Zulip Chat Archive
Stream: new members
Topic: operational semantics for brainfuck
Stefan (Jan 07 2024 at 00:58):
Hi!!! So I'm trying to define the operational semantics of Brainfuck, focusing on small step semantics at first, and I'm stuck on defining the core element of the state, which is a memory cell. This memory cell would be the equivalent of a byte, so a natural number strictly smaller than 256. How would I go about defining this in order to later be able to reason about it?
Matt Diamond (Jan 07 2024 at 01:11):
Fin 256, perhaps?
Matt Diamond (Jan 07 2024 at 01:15):
also consider docs#Std.BitVec
Kyle Miller (Jan 07 2024 at 01:21):
docs#UInt8 is Fin 256 but has compiler support where the runtime representation is a byte.
Stefan (Jan 07 2024 at 22:56):
Thank you for the suggestions!! I'll probably get stuck again and come back
Stefan (Jan 10 2024 at 16:43):
Hello! While proving a theorem using BigStep semantics I ran into the following case:
case mp
s t : State
h : BigStep (Op.pDec, s) t
⊢ t = State.pDec s
this can be proved with
cases h
. rfl
but it is really not clear to me why we can use cases here.
after using cases the goal and assumptions change to
case mp.pDec
s : State
⊢ State.pDec s = State.pDec s
and I can't really wrap my head around this.

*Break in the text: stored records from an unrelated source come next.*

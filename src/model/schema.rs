//! Column metadata, source type declarations and the target schema

use chrono::NaiveDate;
use indexmap::IndexMap;
use serde::{Deserialize, Serialize};

/// Column metadata
#[derive(Debug, Clone, PartialEq, Eq, Serialize, Deserialize)]
pub struct Column {
    /// Column name (from header)
    pub name: String,
    /// Column index (0-based position)
    pub index: usize,
}

impl Column {
    /// Create a new column with name and index
    pub fn new(name: impl Into<String>, index: usize) -> Self {
        Self {
            name: name.into(),
            index,
        }
    }
}

/// Field order of a declared date type
#[derive(Debug, Clone, Copy, PartialEq, Eq, Hash)]
pub enum DateOrder {
    Ymd,
    Dmy,
    Mdy,
}

impl std::str::FromStr for DateOrder {
    type Err = String;

    fn from_str(s: &str) -> Result<Self, Self::Err> {
        match s {
            "YMD" => Ok(DateOrder::Ymd),
            "DMY" => Ok(DateOrder::Dmy),
            "MDY" => Ok(DateOrder::Mdy),
            _ => Err(format!("Unknown date order: {}", s)),
        }
    }
}

/// Date layout implied by a `datetime_<ORDER>_<SEP>` declaration
#[derive(Debug, Clone, Copy, PartialEq, Eq, Hash)]
pub struct DatePattern {
    pub order: DateOrder,
    pub separator: char,
}

impl DatePattern {
    pub fn new(order: DateOrder, separator: char) -> Self {
        Self { order, separator }
    }

    /// chrono format string, e.g. `%Y.%m.%d` for YMD with `.`
    pub fn format_str(&self) -> String {
        let sep = self.separator;
        match self.order {
            DateOrder::Ymd => format!("%Y{sep}%m{sep}%d"),
            DateOrder::Dmy => format!("%d{sep}%m{sep}%Y"),
            DateOrder::Mdy => format!("%m{sep}%d{sep}%Y"),
        }
    }

    pub fn parse(&self, s: &str) -> Option<NaiveDate> {
        NaiveDate::parse_from_str(s.trim(), &self.format_str()).ok()
    }

    pub fn format(&self, date: NaiveDate) -> String {
        date.format(&self.format_str()).to_string()
    }
}

impl std::fmt::Display for DatePattern {
    fn fmt(&self, f: &mut std::fmt::Formatter<'_>) -> std::fmt::Result {
        let order = match self.order {
            DateOrder::Ymd => "YMD",
            DateOrder::Dmy => "DMY",
            DateOrder::Mdy => "MDY",
        };
        write!(f, "datetime_{}_{}", order, self.separator)
    }
}

/// Declared source type of a column
#[derive(Debug, Clone, PartialEq, Eq, Hash)]
pub enum ColumnType {
    Int,
    Float,
    Str,
    Bool,
    Date(DatePattern),
    /// A tag this version does not understand; cells are left untouched
    Unknown(String),
}

impl ColumnType {
    /// Parse a type tag; never fails, unrecognized tags become `Unknown`
    pub fn parse(tag: &str) -> Self {
        match tag {
            "int" => ColumnType::Int,
            "float" => ColumnType::Float,
            "str" => ColumnType::Str,
            "bool" => ColumnType::Bool,
            other => parse_datetime_tag(other)
                .map(ColumnType::Date)
                .unwrap_or_else(|| ColumnType::Unknown(other.to_string())),
        }
    }

    pub fn date_pattern(&self) -> Option<DatePattern> {
        match self {
            ColumnType::Date(p) => Some(*p),
            _ => None,
        }
    }
}

fn parse_datetime_tag(tag: &str) -> Option<DatePattern> {
    let rest = tag.strip_prefix("datetime_")?;
    let (order, sep) = rest.split_once('_')?;
    let order: DateOrder = order.parse().ok()?;
    match sep {
        "." => Some(DatePattern::new(order, '.')),
        "-" => Some(DatePattern::new(order, '-')),
        _ => None,
    }
}

impl std::fmt::Display for ColumnType {
    fn fmt(&self, f: &mut std::fmt::Formatter<'_>) -> std::fmt::Result {
        match self {
            ColumnType::Int => write!(f, "int"),
            ColumnType::Float => write!(f, "float"),
            ColumnType::Str => write!(f, "str"),
            ColumnType::Bool => write!(f, "bool"),
            ColumnType::Date(p) => write!(f, "{}", p),
            ColumnType::Unknown(tag) => write!(f, "{}", tag),
        }
    }
}

/// Source column name -> declared type. Columns not listed pass through untyped.
#[derive(Debug, Clone, Default)]
pub struct TypeDeclaration {
    types: IndexMap<String, ColumnType>,
}

impl TypeDeclaration {
    pub fn new() -> Self {
        Self::default()
    }

    pub fn from_tags<'a, I>(tags: I) -> Self
    where
        I: IntoIterator<Item = (&'a String, &'a String)>,
    {
        let types = tags
            .into_iter()
            .map(|(col, tag)| (col.clone(), ColumnType::parse(tag)))
            .collect();
        Self { types }
    }

    pub fn with(mut self, column: impl Into<String>, column_type: ColumnType) -> Self {
        self.types.insert(column.into(), column_type);
        self
    }

    pub fn get(&self, column: &str) -> Option<&ColumnType> {
        self.types.get(column)
    }

    pub fn iter(&self) -> impl Iterator<Item = (&String, &ColumnType)> {
        self.types.iter()
    }

    pub fn is_empty(&self) -> bool {
        self.types.is_empty()
    }
}

/// Destination type tag; drives postprocessing of values routed into the column
#[derive(Debug, Clone, PartialEq, Eq, Hash)]
pub enum TargetType {
    Int,
    Float,
    Str,
    Bool,
    Datetime,
    Gender,
    Mail,
    Other(String),
}

impl TargetType {
    pub fn parse(tag: &str) -> Self {
        match tag {
            "int" => TargetType::Int,
            "float" => TargetType::Float,
            "str" => TargetType::Str,
            "bool" => TargetType::Bool,
            "datetime" => TargetType::Datetime,
            "gender" => TargetType::Gender,
            "mail" => TargetType::Mail,
            other => TargetType::Other(other.to_string()),
        }
    }

    /// SQL column type used by the relational writer
    pub fn sql_type(&self) -> &'static str {
        match self {
            TargetType::Int => "INTEGER",
            TargetType::Float => "REAL",
            TargetType::Bool => "INTEGER",
            _ => "TEXT",
        }
    }
}

impl std::fmt::Display for TargetType {
    fn fmt(&self, f: &mut std::fmt::Formatter<'_>) -> std::fmt::Result {
        match self {
            TargetType::Int => write!(f, "int"),
            TargetType::Float => write!(f, "float"),
            TargetType::Str => write!(f, "str"),
            TargetType::Bool => write!(f, "bool"),
            TargetType::Datetime => write!(f, "datetime"),
            TargetType::Gender => write!(f, "gender"),
            TargetType::Mail => write!(f, "mail"),
            TargetType::Other(tag) => write!(f, "{}", tag),
        }
    }
}

/// Ordered target column name -> target type
#[derive(Debug, Clone, Default)]
pub struct TargetSchema {
    columns: IndexMap<String, TargetType>,
}

impl TargetSchema {
    pub fn new() -> Self {
        Self::default()
    }

    pub fn from_tags<'a, I>(tags: I) -> Self
    where
        I: IntoIterator<Item = (&'a String, &'a String)>,
    {
        let columns = tags
            .into_iter()
            .map(|(col, tag)| (col.clone(), TargetType::parse(tag)))
            .collect();
        Self { columns }
    }

    pub fn with(mut self, column: impl Into<String>, target_type: TargetType) -> Self {
        self.columns.insert(column.into(), target_type);
        self
    }

    pub fn get(&self, column: &str) -> Option<&TargetType> {
        self.columns.get(column)
    }

    pub fn contains(&self, column: &str) -> bool {
        self.columns.contains_key(column)
    }

    /// Position of a column in output order
    pub fn position(&self, column: &str) -> Option<usize> {
        self.columns.get_index_of(column)
    }

    pub fn column_names(&self) -> impl Iterator<Item = &str> {
        self.columns.keys().map(String::as_str)
    }

    pub fn iter(&self) -> impl Iterator<Item = (&String, &TargetType)> {
        self.columns.iter()
    }

    pub fn len(&self) -> usize {
        self.columns.len()
    }

    pub fn is_empty(&self) -> bool {
        self.columns.is_empty()
    }
}

#[cfg(test)]
mod tests {
    use super::*;

    #[test]
    fn test_parse_column_types() {
        assert_eq!(ColumnType::parse("int"), ColumnType::Int);
        assert_eq!(
            ColumnType::parse("datetime_DMY_."),
            ColumnType::Date(DatePattern::new(DateOrder::Dmy, '.'))
        );
        assert_eq!(
            ColumnType::parse("datetime_YMD_/"),
            ColumnType::Unknown("datetime_YMD_/".into())
        );
        assert_eq!(
            ColumnType::parse("decimal"),
            ColumnType::Unknown("decimal".into())
        );
    }

    #[test]
    fn test_date_pattern_round_trip() {
        let samples = [
            ("datetime_YMD_.", "1987.04.23"),
            ("datetime_YMD_-", "1987-04-23"),
            ("datetime_DMY_.", "23.04.1987"),
            ("datetime_DMY_-", "23-04-1987"),
            ("datetime_MDY_.", "04.23.1987"),
            ("datetime_MDY_-", "04-23-1987"),
        ];
        for (tag, text) in samples {
            let pattern = ColumnType::parse(tag).date_pattern().unwrap();
            let date = pattern.parse(text).unwrap();
            assert_eq!(pattern.format(date), text, "{}", tag);
            assert_eq!(pattern.to_string(), tag);
        }
    }

    #[test]
    fn test_target_schema_keeps_order() {
        let schema = TargetSchema::new()
            .with("last_name", TargetType::Str)
            .with("first_name", TargetType::Str)
            .with("mail", TargetType::Mail);

        let names: Vec<_> = schema.column_names().collect();
        assert_eq!(names, vec!["last_name", "first_name", "mail"]);
        assert_eq!(schema.position("mail"), Some(2));
        assert_eq!(TargetType::parse("gender"), TargetType::Gender);
    }
}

For reference State is defined as follows:
structure BFBand : Type where
before: List Nat
current: Nat
after: List Nat
deriving Repr
structure State : Type where
input: List Nat
output: List String
band: BFBand
deriving Repr
pDec is defined as
namespace State
def pDec (s: State): State :=
let b := s.band
let newBand :=
match b.before with
| [] => ⟨[], 0, b.current :: b.after⟩
| h :: t => ⟨t, h, b.current :: b.after⟩
⟨s.input, s.output, newBand⟩
end State
Op is defined as
inductive Op : Type where
| nop : Op
| pInc : Op
| pDec : Op
| vInc : Op
| vDec : Op
| brakPair : Op -> Op
| seq : Op -> Op -> Op
| output : Op
| input : Op
and BigStep.pDec is defined as:
inductive BigStep: Op × State → State → Prop where
| pDec (s: State): BigStep (Op.pDec, s) s.pDec
Luigi Massacci (Jan 10 2024 at 16:54):
Ignoring for a moment whether you have the right definitions., you can use case because BigStep is an inductive type, and case will essentially be “induction without the inductive hypothesis” (i.e. show that your proposition holds for any possible constructor of your inductive type). You have only one constructor, so Lean reasonably substitutes that in, and t is forced to be s.pDec because that is the only thing that it can be, according to your definition of BigStep.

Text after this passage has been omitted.